- Work required: Write out each entry, exactly the way it appears.

(Data extracted from a collection)
::::
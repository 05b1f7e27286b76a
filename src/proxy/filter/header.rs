use http::{HeaderMap, HeaderName, HeaderValue};

/// A pre-compiled header transform operation.
///
/// Values may reference path captures as `{name}`; those are expanded per
/// request from the matched route's parameters.
#[derive(Debug)]
pub struct HeaderOp {
    pub name: HeaderName,
    pub value: HeaderValue,
    template: Option<String>,
    pub action: HeaderOpAction,
}

#[derive(Debug, Clone, Copy, PartialEq, Eq)]
pub enum HeaderOpAction {
    Set,
    Add,
    Remove,
}

impl HeaderOp {
    pub fn compile(action: HeaderOpAction, name: &str, value: &str) -> Result<Self, String> {
        let name = HeaderName::from_bytes(name.as_bytes())
            .map_err(|e| format!("invalid header name '{}': {}", name, e))?;
        let template = (value.contains('{') && value.contains('}')).then(|| value.to_string());
        let value = match action {
            HeaderOpAction::Remove => HeaderValue::from_static(""),
            _ => HeaderValue::from_str(value)
                .map_err(|e| format!("invalid value for header '{}': {}", name, e))?,
        };
        Ok(Self {
            name,
            value,
            template,
            action,
        })
    }

    pub fn apply(&self, headers: &mut HeaderMap, params: &[(String, String)]) {
        if self.action == HeaderOpAction::Remove {
            headers.remove(&self.name);
            return;
        }
        let value = match self.template {
            Some(ref template) if !params.is_empty() => {
                match HeaderValue::from_str(&expand(template, params)) {
                    Ok(v) => v,
                    Err(e) => {
                        tracing::debug!(
                            "filter: header: expanded value rejected, header={}, error={}",
                            self.name,
                            e
                        );
                        return;
                    }
                }
            }
            _ => self.value.clone(),
        };
        match self.action {
            HeaderOpAction::Set => {
                headers.insert(self.name.clone(), value);
            }
            HeaderOpAction::Add => {
                headers.append(self.name.clone(), value);
            }
            HeaderOpAction::Remove => {}
        }
    }
}

fn expand(template: &str, params: &[(String, String)]) -> String {
    let mut out = template.to_string();
    for (name, value) in params {
        out = out.replace(&format!("{{{}}}", name), value);
    }
    out
}

#[cfg(test)]
mod tests {
    use super::*;

    #[test]
    fn test_set_add_remove() {
        let mut headers = HeaderMap::new();
        headers.insert("x-a", "old".parse().unwrap());

        HeaderOp::compile(HeaderOpAction::Set, "x-a", "new")
            .unwrap()
            .apply(&mut headers, &[]);
        assert_eq!(headers["x-a"], "new");

        HeaderOp::compile(HeaderOpAction::Add, "x-a", "second")
            .unwrap()
            .apply(&mut headers, &[]);
        assert_eq!(headers.get_all("x-a").iter().count(), 2);

        HeaderOp::compile(HeaderOpAction::Remove, "x-a", "")
            .unwrap()
            .apply(&mut headers, &[]);
        assert!(!headers.contains_key("x-a"));
    }

    #[test]
    fn test_template_expansion() {
        let op = HeaderOp::compile(HeaderOpAction::Set, "x-order-id", "order-{id}").unwrap();
        let mut headers = HeaderMap::new();
        op.apply(&mut headers, &[("id".into(), "42".into())]);
        assert_eq!(headers["x-order-id"], "order-42");
    }

    #[test]
    fn test_invalid_header_rejected() {
        assert!(HeaderOp::compile(HeaderOpAction::Set, "bad header", "v").is_err());
        assert!(HeaderOp::compile(HeaderOpAction::Set, "x-a", "bad\nvalue").is_err());
    }
}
::::
- Task output:
repository 05b1f7e27286b76a
filename src/proxy/filter/header.rs
use http::{HeaderMap, HeaderName, HeaderValue};

/// A pre-compiled header transform operation.
///
/// Values may reference path captures as `{name}`; those are expanded per
/// request from the matched route's parameters.
#[derive(Debug)]
pub struct HeaderOp {
    pub name: HeaderName,
    pub value: HeaderValue,
    template: Option<String>,
    pub action: HeaderOpAction,
}

#[derive(Debug, Clone, Copy, PartialEq, Eq)]
pub enum HeaderOpAction {
    Set,
    Add,
    Remove,
}

impl HeaderOp {
    pub fn compile(action: HeaderOpAction, name: &str, value: &str) -> Result<Self, String> {
        let name = HeaderName::from_bytes(name.as_bytes())
            .map_err(|e| format!("invalid header name '{}': {}", name, e))?;
        let template = (value.contains('{') && value.contains('}')).then(|| value.to_string());
        let value = match action {
            HeaderOpAction::Remove => HeaderValue::from_static(""),
            _ => HeaderValue::from_str(value)
                .map_err(|e| format!("invalid value for header '{}': {}", name, e))?,
        };
        Ok(Self {
            name,
            value,
            template,
            action,
        })
    }

    pub fn apply(&self, headers: &mut HeaderMap, params: &[(String, String)]) {
        if self.action == HeaderOpAction::Remove {
            headers.remove(&self.name);
            return;
        }
        let value = match self.template {
            Some(ref template) if !params.is_empty() => {
                match HeaderValue::from_str(&expand(template, params)) {
                    Ok(v) => v,
                    Err(e) => {
                        tracing::debug!(
                            "filter: header: expanded value rejected, header={}, error={}",
                            self.name,
                            e
                        );
                        return;
                    }
                }
            }
            _ => self.value.clone(),
        };
        match self.action {
            HeaderOpAction::Set => {
                headers.insert(self.name.clone(), value);
            }
            HeaderOpAction::Add => {
                headers.append(self.name.clone(), value);
            }
            HeaderOpAction::Remove => {}
        }
    }
}

fn expand(template: &str, params: &[(String, String)]) -> String {
    let mut out = template.to_string();
    for (name, value) in params {
        out = out.replace(&format!("{{{}}}", name), value);
    }
    out
}

#[cfg(test)]
mod tests {
    use super::*;

    #[test]
    fn test_set_add_remove() {
        let mut headers = HeaderMap::new();
        headers.insert("x-a", "old".parse().unwrap());

        HeaderOp::compile(HeaderOpAction::Set, "x-a", "new")
            .unwrap()
            .apply(&mut headers, &[]);
        assert_eq!(headers["x-a"], "new");

        HeaderOp::compile(HeaderOpAction::Add, "x-a", "second")
            .unwrap()
            .apply(&mut headers, &[]);
        assert_eq!(headers.get_all("x-a").iter().count(), 2);

        HeaderOp::compile(HeaderOpAction::Remove, "x-a", "")
            .unwrap()
            .apply(&mut headers, &[]);
        assert!(!headers.contains_key("x-a"));
    }

    #[test]
    fn test_template_expansion() {
        let op = HeaderOp::compile(HeaderOpAction::Set, "x-order-id", "order-{id}").unwrap();
        let mut headers = HeaderMap::new();
        op.apply(&mut headers, &[("id".into(), "42".into())]);
        assert_eq!(headers["x-order-id"], "order-42");
    }

    #[test]
    fn test_invalid_header_rejected() {
        assert!(HeaderOp::compile(HeaderOpAction::Set, "bad header", "v").is_err());
        assert!(HeaderOp::compile(HeaderOpAction::Set, "x-a", "bad\nvalue").is_err());
    }
}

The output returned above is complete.